● **The task**:
A word-for-word transcription of the data below is required.
══ Given records ══
//! Error types for budgetsh.

use std::fmt;
use std::io;

/// Which option list a marker token was resolved against.
#[derive(Debug, Clone, Copy, PartialEq, Eq)]
pub enum OptionScope {
    /// The top-level command's own options.
    Command,
    /// The options of the action matched earlier on the line.
    Action,
}

impl fmt::Display for OptionScope {
    fn fmt(&self, f: &mut fmt::Formatter<'_>) -> fmt::Result {
        match self {
            Self::Command => f.write_str("command"),
            Self::Action => f.write_str("action"),
        }
    }
}

/// Errors raised while resolving a line against a command's catalog entry.
#[derive(Debug, Clone, PartialEq, Eq, thiserror::Error)]
pub enum ParseError {
    #[error("input command includes unexpected {scope} option '{option}'")]
    UnexpectedOption { option: String, scope: OptionScope },

    #[error("command could not be parsed; missing argument(s) for option [{option}]: <{parameter}>")]
    MissingOptionArgument { option: String, parameter: String },

    #[error("input command includes unexpected argument '{0}'")]
    UnexpectedArgument(String),

    #[error("command could not be parsed; missing positional argument: <{0}>")]
    MissingPositionalArgument(String),
}

/// Errors produced by the budgetsh shell.
#[derive(Debug, thiserror::Error)]
pub enum ShellError {
    #[error(transparent)]
    Parse(#[from] ParseError),

    #[error("unknown command '{0}'")]
    UnknownCommand(String),

    #[error("cannot execute command '{command}': {reason}")]
    NotYetAvailable { command: String, reason: String },

    #[error("no action specified; see 'help {0}'")]
    NoAction(String),

    #[error("invalid action for command '{command}': {action}; see 'help {command}'")]
    InvalidAction { command: String, action: String },

    #[error("command error: {0}")]
    Command(String),

    #[error("service error: {0}")]
    Service(String),

    #[error("command queue is full ({0} pending)")]
    QueueFull(usize),

    #[error("config error: {0}")]
    Config(String),

    #[error("I/O error: {0}")]
    Io(#[from] io::Error),

    #[error("TOML parse error: {0}")]
    TomlParse(#[from] toml::de::Error),

    #[error("TOML write error: {0}")]
    TomlWrite(#[from] toml::ser::Error),
}

/// Convenience alias.
pub type Result<T> = std::result::Result<T, ShellError>;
═══
● **Worked solution**:
//! Error types for budgetsh.

use std::fmt;
use std::io;

/// Which option list a marker token was resolved against.
#[derive(Debug, Clone, Copy, PartialEq, Eq)]
pub enum OptionScope {
    /// The top-level command's own options.
    Command,
    /// The options of the action matched earlier on the line.
    Action,
}

impl fmt::Display for OptionScope {
    fn fmt(&self, f: &mut fmt::Formatter<'_>) -> fmt::Result {
        match self {
            Self::Command => f.write_str("command"),
            Self::Action => f.write_str("action"),
        }
    }
}

/// Errors raised while resolving a line against a command's catalog entry.
#[derive(Debug, Clone, PartialEq, Eq, thiserror::Error)]
pub enum ParseError {
    #[error("input command includes unexpected {scope} option '{option}'")]
    UnexpectedOption { option: String, scope: OptionScope },

    #[error("command could not be parsed; missing argument(s) for option [{option}]: <{parameter}>")]
    MissingOptionArgument { option: String, parameter: String },

    #[error("input command includes unexpected argument '{0}'")]
    UnexpectedArgument(String),

    #[error("command could not be parsed; missing positional argument: <{0}>")]
    MissingPositionalArgument(String),
}

/// Errors produced by the budgetsh shell.
#[derive(Debug, thiserror::Error)]
pub enum ShellError {
    #[error(transparent)]
    Parse(#[from] ParseError),

    #[error("unknown command '{0}'")]
    UnknownCommand(String),

    #[error("cannot execute command '{command}': {reason}")]
    NotYetAvailable { command: String, reason: String },

    #[error("no action specified; see 'help {0}'")]
    NoAction(String),

    #[error("invalid action for command '{command}': {action}; see 'help {command}'")]
    InvalidAction { command: String, action: String },

    #[error("command error: {0}")]
    Command(String),

    #[error("service error: {0}")]
    Service(String),

    #[error("command queue is full ({0} pending)")]
    QueueFull(usize),

    #[error("config error: {0}")]
    Config(String),

    #[error("I/O error: {0}")]
    Io(#[from] io::Error),

    #[error("TOML parse error: {0}")]
    TomlParse(#[from] toml::de::Error),

    #[error("TOML write error: {0}")]
    TomlWrite(#[from] toml::ser::Error),
}

/// Convenience alias.
pub type Result<T> = std::result::Result<T, ShellError>;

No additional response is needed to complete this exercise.